• **Dataset content**
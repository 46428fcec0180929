//! Errors reported by the memory dump session.
//!
//! All of them are fatal for a running session. The only recovery path is to
//! start a new session with the resume log produced so far as the previous
//! log, so that already validated memory is replayed instead of re-read.

use thiserror::Error;

// =============================================================================
// Public Interface
// =============================================================================

#[derive(Error, Debug)]
pub enum DumpError {
    /// The raw line does not follow the `md` output layout (length, fixed
    /// separators, hex digits or terminator).
    #[error("malformed line \"{line}\": {reason}")]
    Format { line: String, reason: String },

    /// The line is well formed but its data disagrees with the ASCII text the
    /// device printed next to it.
    #[error(
        "corrupted line at 0x{address:08X}: byte 0x{byte:02X} at offset {offset} \
         does not match '{shadow_char}' (data: {hex}, text: |{shadow}|)"
    )]
    Corruption {
        address: u64,
        offset: usize,
        byte: u8,
        shadow_char: char,
        hex: String,
        shadow: String,
    },

    /// A decoded line does not immediately follow the previous one.
    #[error(
        "possible skip: expected line at 0x{expected:08X} but got 0x{found:08X}"
    )]
    Continuity { expected: u64, found: u64 },

    #[error("transport error: {0}")]
    Transport(String),

    #[error("invalid configuration: {0}")]
    Configuration(String),

    #[error("I/O error: {0}")]
    Io(#[from] std::io::Error),
}

impl From<serialport::Error> for DumpError {
    fn from(err: serialport::Error) -> Self {
        DumpError::Transport(err.to_string())
    }
}

impl DumpError {
    /// Build a [`DumpError::Format`] for `line`, escaping control characters
    /// so that the offending text is readable on a terminal.
    pub(crate) fn format(line: &str, reason: impl Into<String>) -> Self {
        DumpError::Format {
            line: line.escape_debug().to_string(),
            reason: reason.into(),
        }
    }
}

// =============================================================================
// Unit Tests
// =============================================================================

#[test]
fn format_error_escapes_control_characters() {
    let err = DumpError::format("00001000: \r\n", "bad length");
    assert_eq!(
        err.to_string(),
        "malformed line \"00001000: \\r\\n\": bad length"
    );
}

#[test]
fn continuity_error_reports_both_addresses() {
    let err = DumpError::Continuity {
        expected: 0x1010,
        found: 0x1030,
    };
    let message = err.to_string();
    assert!(message.contains("0x00001010"));
    assert!(message.contains("0x00001030"));
}
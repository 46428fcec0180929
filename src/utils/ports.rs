//! Serial port discovery, selection and setup.

use console::{style, Term};
use dialoguer::{theme::ColorfulTheme, Select};
use indicatif::{ProgressBar, ProgressStyle};
use log::{debug, info};
use serialport::{available_ports, SerialPort, SerialPortType};

use std::{thread, time::Duration};

use crate::{error::DumpError, settings::Settings};

//==============================================================================
// Public Interface
//==============================================================================

/// Wait until at least one serial port shows up, then let the user pick one.
///
/// Returns `None` when the user cancels the selection with `Esc`, in which
/// case the caller may simply ask again to get a refreshed list.
pub fn select_port() -> Option<String> {
    let mut found_ports;
    let mut attempt: usize = 1;
    let waiting_period: usize = 1;

    let pb = ProgressBar::new_spinner();
    pb.enable_steady_tick(120);
    pb.set_style(
        ProgressStyle::default_spinner()
            .tick_strings(&["⠋", "⠙", "⠚", "⠞", "⠖", "⠦", "⠴", "⠲", "⠳", "⠓"])
            .template("[MD] {spinner:.blue} {msg}"),
    );

    loop {
        found_ports = enumerate_serial_ports();
        if !found_ports.is_empty() {
            pb.finish_with_message("Select the port connected to the bootloader:");
            break;
        }
        pb.set_message(format!(
            "[{:03}s] ⌛ Waiting for a serial controller to be connected...",
            style(attempt * waiting_period).dim(),
        ));
        attempt += 1;
        thread::sleep(Duration::from_secs(waiting_period as u64));
    }

    let selection = select_port_interactive(&found_ports);
    match &selection {
        Some(path) => info!("serial port {} selected", path),
        None => debug!("port selection canceled"),
    }
    selection
}

/// Open the port named in `settings` and apply its configuration, retrying a
/// few times in case the device is still settling.
pub fn open_and_setup_port(settings: &Settings) -> Result<Box<dyn SerialPort>, DumpError> {
    use retry::{delay, retry_with_index};

    let path = settings
        .path
        .clone()
        .ok_or_else(|| DumpError::Configuration("no serial port was given".into()))?;

    let result = retry_with_index(
        delay::Fixed::from_millis(1000).take(4),
        |index| -> Result<Box<dyn SerialPort>, serialport::Error> {
            debug!("Trying to connect {}", index);
            serialport::new(&path, settings.baud_rate)
                .data_bits(settings.data_bits)
                .stop_bits(settings.stop_bits)
                .parity(settings.parity)
                .flow_control(settings.flow_control)
                .timeout(settings.timeout)
                .open()
        },
    );

    match result {
        Ok(mut port) => {
            port.set_baud_rate(settings.baud_rate)?;
            port.set_data_bits(settings.data_bits)?;
            port.set_stop_bits(settings.stop_bits)?;
            port.set_parity(settings.parity)?;
            port.set_flow_control(settings.flow_control)?;
            port.set_timeout(settings.timeout)?;

            info!("Connected to {} at {} baud", path, port.baud_rate()?);
            debug!("data_bits    : {:#?}", port.data_bits()?);
            debug!("stop_bits    : {:#?}", port.stop_bits()?);
            debug!("parity       : {:#?}", port.parity()?);
            debug!("flow control : {:#?}", port.flow_control()?);
            debug!("timeout      : {:?}", port.timeout());

            let baud_rate = port.baud_rate()?;
            if baud_rate != settings.baud_rate {
                return Err(DumpError::Configuration(format!(
                    "the port runs at {} baud instead of {}, which is probably not a valid rate",
                    baud_rate, settings.baud_rate
                )));
            }
            Ok(port)
        }
        Err(retry::Error::Operation {
            error,
            total_delay,
            tries,
        }) => {
            info!(
                "Failed to open the port after {:?} and {} tries: {}",
                total_delay, tries, error,
            );
            Err(error.into())
        }
        Err(retry::Error::Internal(message)) => Err(DumpError::Transport(format!(
            "internal error while retrying to open the port: {}",
            message
        ))),
    }
}

//==============================================================================
// Private stuff
//==============================================================================

/// Enumerates serial devices on the system, with some details for USB ones.
fn enumerate_serial_ports() -> Vec<String> {
    match available_ports() {
        Ok(ports) => ports
            .into_iter()
            .map(|p| match p.port_type {
                SerialPortType::UsbPort(info) => format!(
                    "{}: ({} / {})",
                    p.port_name,
                    info.manufacturer.as_ref().map_or("", String::as_str),
                    info.product.as_ref().map_or("", String::as_str)
                ),
                _ => p.port_name,
            })
            .collect(),
        Err(ref e) => {
            info!("error: {}", e.to_string());
            vec![]
        }
    }
}

fn select_port_interactive(ports: &[String]) -> Option<String> {
    let term = Term::buffered_stderr();
    let theme = ColorfulTheme::default();

    let mut select = Select::with_theme(&theme);
    for item in ports {
        select.item(item);
    }

    match select.default(0).interact_on_opt(&term) {
        Ok(selection) => selection
            .and_then(|x| ports.get(x))
            .and_then(|name| name.split(':').next())
            .map(String::from),
        Err(ref e) => {
            info!("error: {}", e.to_string());
            None
        }
    }
}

• **What is required**
If a line in the material contains the word "Option", copy that line.

• **Written reply**
pub fn select_port() -> Option<String> {
fn select_port_interactive(ports: &[String]) -> Option<String> {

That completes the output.